A Comissão Técnica Nacional de Biossegurança (CTNBio) aprovou hoje (18) na 142º reunião ordinária, realizada no Ministério da Ciência e Tecnologia (MCT), quatro pedidos de liberação planejada no meio ambiente: um de trigo geneticamente modificado para tolerância ao estresse híbrido, da Cooperativa Central de Pesquisa Agrícola; dois pedidos de importação e exportação de milho, da Monsanto do Brasil; e o de milho, da Syngente Seeds.
Outros dois pedidos ainda estão em diligência por falta de informação (de banana geneticamente modificada para resistência a Sigatoka negra, da Embrapa Tabuleiros Costeiros e um de cana-de-açúcar resistente a insetos e tolerante ao glifosato, da CanaVialis/Alellyz). O outro ítem (cana-de-açúcar resistente a insetos e tolerante ao glifosato, da CanaVialis/Alellyz) foi retirado de pauta por falta de parecer. Nenhum dos oito pedidos de liberação comercial foi aprovado por falta de pareceres e conclusão das discussões.
O secretário de Políticas e Programas de Pesquisa e Desenvolvimento do MCT (Seped), Carlos Afonso Nobre, abriu a reunião e ressaltou a importância da CTNBio nas discussões sobre as liberações comerciais de novos transgênicos. De acordo com Nobre, os reflexos das decisões tomadas hoje serão sentidos nas próximas décadas. “Esse colegiado trabalha de forma a dar espaço e promover as discussões necessárias ouvindo todas as partes até que todos os membros estejam conscientes para votar”, disse.
O secretário destacou a atuação da Comissão na análise de riscos ambientais e humanos, levando em conta as condições de clima, de solo e de biodiversidade do país. “A solução que vislumbramos para essa questão envolve as diversas redes de biotecnologia, que tiveram grande crescimento nos últimos dez anos”, disse Nobre.
CTNBio
A CTNBio é uma instância colegiada multidisciplinar, criada por meio da lei nº 11.105, de 24 de março de 2005, cuja finalidade é prestar apoio técnico consultivo e assessoramento ao Governo Federal na formulação, atualização e implementação da Política Nacional de Biossegurança relativa a Organismo Geneticamente Modificado (OGM).

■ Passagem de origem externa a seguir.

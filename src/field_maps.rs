//! Field diagrams: the dismissal pitch map and the boundary wagon wheel.
//! Both produce plain geometry in their own canvas coordinates (y down).

use crate::state::{DismissalData, WagonWheelData};

pub const PITCH_CANVAS: f64 = 400.0;
pub const WAGON_CANVAS: f64 = 500.0;
pub const WAGON_MIN_RADIUS: f64 = 40.0;
pub const WAGON_MAX_RADIUS: f64 = 200.0;
const WAGON_SPREAD_DEG: f64 = 20.0;
const DOT_MIN_RADIUS: f64 = 4.0;
const DOT_MAX_RADIUS: f64 = 16.0;

/// Where dismissals at an unrecognised position are drawn: beyond the rope
/// in the top-right corner, so they are never mistaken for a real position.
pub const UNMAPPED_POSITION: (f64, f64) = (370.0, 60.0);
pub const UNMAPPED_LABEL: &str = "Unmapped";

const FIELDING_POSITIONS: &[(&str, f64, f64)] = &[
    ("wicket-keeper", 200.0, 290.0),
    ("slip", 230.0, 310.0),
    ("first slip", 230.0, 310.0),
    ("second slip", 250.0, 320.0),
    ("third slip", 270.0, 330.0),
    ("gully", 280.0, 300.0),
    ("leg slip", 170.0, 310.0),
    ("leg gully", 120.0, 300.0),
    ("fly slip", 240.0, 280.0),
    ("point", 120.0, 200.0),
    ("cover point", 140.0, 180.0),
    ("cover", 160.0, 160.0),
    ("short cover", 180.0, 180.0),
    ("extra cover", 140.0, 140.0),
    ("deep cover", 100.0, 120.0),
    ("deep cover point", 80.0, 140.0),
    ("deep point", 60.0, 180.0),
    ("deep extra cover", 120.0, 80.0),
    ("backward point", 100.0, 220.0),
    ("deep backward point", 60.0, 240.0),
    ("forward point", 140.0, 160.0),
    ("third man", 320.0, 280.0),
    ("deep third man", 350.0, 320.0),
    ("fine third man", 300.0, 260.0),
    ("short third man", 280.0, 240.0),
    ("square third man", 320.0, 200.0),
    ("mid-off", 160.0, 120.0),
    ("short mid-off", 180.0, 140.0),
    ("silly mid-off", 190.0, 160.0),
    ("deep mid-off", 140.0, 60.0),
    ("long-off", 160.0, 40.0),
    ("straight long off", 200.0, 30.0),
    ("wide long off", 120.0, 50.0),
    ("mid-on", 240.0, 120.0),
    ("short mid-on", 220.0, 140.0),
    ("silly mid-on", 210.0, 160.0),
    ("deep mid-on", 260.0, 60.0),
    ("long-on", 240.0, 40.0),
    ("straight long on", 200.0, 30.0),
    ("wide long on", 280.0, 50.0),
    ("straight hit", 200.0, 50.0),
    ("square leg", 280.0, 200.0),
    ("short square leg", 260.0, 180.0),
    ("forward square leg", 260.0, 160.0),
    ("deep square leg", 320.0, 160.0),
    ("deep backward square leg", 340.0, 220.0),
    ("backward square leg", 300.0, 220.0),
    ("mid-wicket", 260.0, 160.0),
    ("short mid-wicket", 240.0, 180.0),
    ("deep mid-wicket", 300.0, 120.0),
    ("deep forward mid-wicket", 320.0, 140.0),
    ("fine leg", 160.0, 280.0),
    ("short fine leg", 180.0, 260.0),
    ("square fine leg", 200.0, 240.0),
    ("deep fine leg", 120.0, 320.0),
    ("deep backward fine leg", 100.0, 340.0),
    ("straight fine leg", 160.0, 300.0),
    ("silly point", 140.0, 180.0),
    ("non-striker's end", 200.0, 120.0),
    ("striker's end", 200.0, 280.0),
];

const ZONE_ANGLES: &[(&str, f64, &str)] = &[
    ("Straight (off-side) / long-off", 0.0, "Long Off"),
    ("Extra cover", 30.0, "Extra Cover"),
    ("Cover", 45.0, "Cover"),
    ("Point", 60.0, "Point"),
    ("Backward point", 75.0, "Bwd Point"),
    ("Third man", 90.0, "Third Man"),
    ("Short third man", 100.0, "Short 3rd"),
    ("Fine leg", 270.0, "Fine Leg"),
    ("Short fine leg", 260.0, "Short Fine"),
    ("Backward square leg", 240.0, "Bwd Sq Leg"),
    ("Square leg", 225.0, "Square Leg"),
    ("Midwicket", 210.0, "Mid-wicket"),
    ("Long-on", 180.0, "Long On"),
    ("Straight (leg-side)", 180.0, "Straight"),
];

pub fn fielding_position(name: &str) -> Option<(f64, f64)> {
    let key = name.trim().to_lowercase();
    FIELDING_POSITIONS
        .iter()
        .find(|(pos, _, _)| *pos == key)
        .map(|(_, x, y)| (*x, *y))
}

#[derive(Debug, Clone, PartialEq)]
pub struct PitchDot {
    pub label: String,
    pub count: u32,
    pub x: f64,
    pub y: f64,
    pub radius: f64,
    pub color: &'static str,
    pub mapped: bool,
}

pub fn intensity_color(count: u32, max: u32) -> &'static str {
    let intensity = ratio(count, max);
    if intensity >= 0.8 {
        "#ef4444"
    } else if intensity >= 0.6 {
        "#f97316"
    } else if intensity >= 0.4 {
        "#eab308"
    } else if intensity >= 0.2 {
        "#22c55e"
    } else {
        "#06b6d4"
    }
}

pub fn dot_radius(count: u32, max: u32) -> f64 {
    DOT_MIN_RADIUS + ratio(count, max) * (DOT_MAX_RADIUS - DOT_MIN_RADIUS)
}

pub fn pitch_dots(data: &DismissalData) -> Vec<PitchDot> {
    let max = data
        .dismissal_locations
        .iter()
        .map(|d| d.count)
        .max()
        .unwrap_or(0);
    data.dismissal_locations
        .iter()
        .map(|d| {
            let (pos, mapped) = match fielding_position(&d.position) {
                Some(pos) => (pos, true),
                None => (UNMAPPED_POSITION, false),
            };
            PitchDot {
                label: if mapped {
                    d.position.clone()
                } else {
                    format!("{UNMAPPED_LABEL}: {}", d.position)
                },
                count: d.count,
                x: pos.0,
                y: pos.1,
                radius: dot_radius(d.count, max),
                color: intensity_color(d.count, max),
                mapped,
            }
        })
        .collect()
}

#[derive(Debug, Clone, PartialEq)]
pub struct BoundaryLine {
    pub zone: String,
    pub angle: f64,
    pub x1: f64,
    pub y1: f64,
    pub x2: f64,
    pub y2: f64,
    pub color: &'static str,
}

#[derive(Debug, Clone, PartialEq)]
pub struct WagonView {
    pub lines: Vec<BoundaryLine>,
    pub top_zones: Vec<(String, u32)>,
    pub total_boundaries: u32,
    pub zones_with_data: u32,
    pub most_productive: Option<(String, u32)>,
    pub least_productive: Option<(String, u32)>,
}

/// 0° is straight down the ground; unknown zones fall back to it.
pub fn zone_angle(zone: &str) -> f64 {
    ZONE_ANGLES
        .iter()
        .find(|(name, _, _)| *name == zone)
        .map(|(_, angle, _)| *angle)
        .unwrap_or(0.0)
}

pub fn short_zone_name(zone: &str) -> String {
    ZONE_ANGLES
        .iter()
        .find(|(name, _, _)| *name == zone)
        .map(|(_, _, short)| short.to_string())
        .unwrap_or_else(|| zone.to_string())
}

pub fn boundary_color(boundaries: u32, max: u32) -> &'static str {
    let r = ratio(boundaries, max);
    if r > 0.7 {
        "#10B981"
    } else if r > 0.4 {
        "#F59E0B"
    } else {
        "#EF4444"
    }
}

pub fn wagon_view(data: &WagonWheelData) -> WagonView {
    let max = data.zones.iter().map(|z| z.n_boundaries).max().unwrap_or(0);
    let center = WAGON_CANVAS / 2.0;

    let mut lines = Vec::new();
    for zone in &data.zones {
        let base = zone_angle(&zone.field_zone);
        let color = boundary_color(zone.n_boundaries, max);
        let n = zone.n_boundaries as f64;
        for i in 0..zone.n_boundaries {
            let offset = (i as f64 - n / 2.0) * (WAGON_SPREAD_DEG / n.max(1.0));
            let angle = base + offset;
            let radian = (angle - 90.0).to_radians();
            lines.push(BoundaryLine {
                zone: zone.field_zone.clone(),
                angle,
                x1: center + WAGON_MIN_RADIUS * radian.cos(),
                y1: center + WAGON_MIN_RADIUS * radian.sin(),
                x2: center + WAGON_MAX_RADIUS * radian.cos(),
                y2: center + WAGON_MAX_RADIUS * radian.sin(),
                color,
            });
        }
    }

    let mut sorted: Vec<_> = data.zones.iter().collect();
    sorted.sort_by(|a, b| b.n_boundaries.cmp(&a.n_boundaries));
    let top_zones = sorted
        .into_iter()
        .take(5)
        .map(|z| (short_zone_name(&z.field_zone), z.n_boundaries))
        .collect();

    let summary = &data.summary;
    let most_productive = summary
        .most_productive_zone
        .as_deref()
        .map(|z| (short_zone_name(z), summary.most_productive_boundaries));
    let least_productive = most_productive.as_ref().and(
        summary
            .least_productive_zone
            .as_deref()
            .map(|z| (short_zone_name(z), summary.least_productive_boundaries)),
    );

    WagonView {
        lines,
        top_zones,
        total_boundaries: data.total_boundaries,
        zones_with_data: summary.zones_with_data,
        most_productive,
        least_productive,
    }
}

fn ratio(count: u32, max: u32) -> f64 {
    if max == 0 {
        0.0
    } else {
        count as f64 / max as f64
    }
}

#[cfg(test)]
mod tests {
    use super::*;
    use crate::state::{DismissalLocation, WagonZone};

    #[test]
    fn pitch_lookup_ignores_case() {
        assert_eq!(fielding_position("Deep Mid-Wicket"), Some((300.0, 120.0)));
        assert_eq!(fielding_position("cow corner"), None);
    }

    #[test]
    fn dots_scale_with_count() {
        let data = DismissalData {
            player: "P".to_string(),
            dismissal_locations: vec![
                DismissalLocation {
                    position: "Long-on".to_string(),
                    count: 5,
                },
                DismissalLocation {
                    position: "Cow corner".to_string(),
                    count: 1,
                },
            ],
        };
        let dots = pitch_dots(&data);
        assert_eq!(dots[0].radius, 16.0);
        assert_eq!(dots[0].color, "#ef4444");
        assert!((dots[1].radius - 6.4).abs() < 1e-9);
        assert_eq!(dots[1].color, "#22c55e");
        assert!(!dots[1].mapped);
        assert_eq!((dots[1].x, dots[1].y), UNMAPPED_POSITION);
    }

    #[test]
    fn one_line_per_boundary() {
        let data = WagonWheelData {
            zones: vec![
                WagonZone {
                    field_zone: "Cover".to_string(),
                    n_boundaries: 4,
                },
                WagonZone {
                    field_zone: "Somewhere".to_string(),
                    n_boundaries: 1,
                },
            ],
            total_boundaries: 5,
            ..WagonWheelData::default()
        };
        let view = wagon_view(&data);
        assert_eq!(view.lines.len(), 5);
        assert_eq!(view.lines[0].angle, 35.0);
        assert_eq!(view.lines[0].color, "#10B981");
        assert_eq!(view.lines[4].angle, -10.0);
        assert_eq!(view.lines[4].color, "#EF4444");
        assert_eq!(view.top_zones[0], ("Cover".to_string(), 4));
        assert!(view.most_productive.is_none());
    }
}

Além disso, é responsável pelo estabelecimento de normas técnicas de segurança e pareceres técnicos referentes à proteção da saúde humana, dos organismos vivos e do meio ambiente, para atividades que envolvam a construção, experimentação, cultivo, manipulação, transporte, comercialização, consumo, armazenamento, liberação e descarte de OGM e derivados.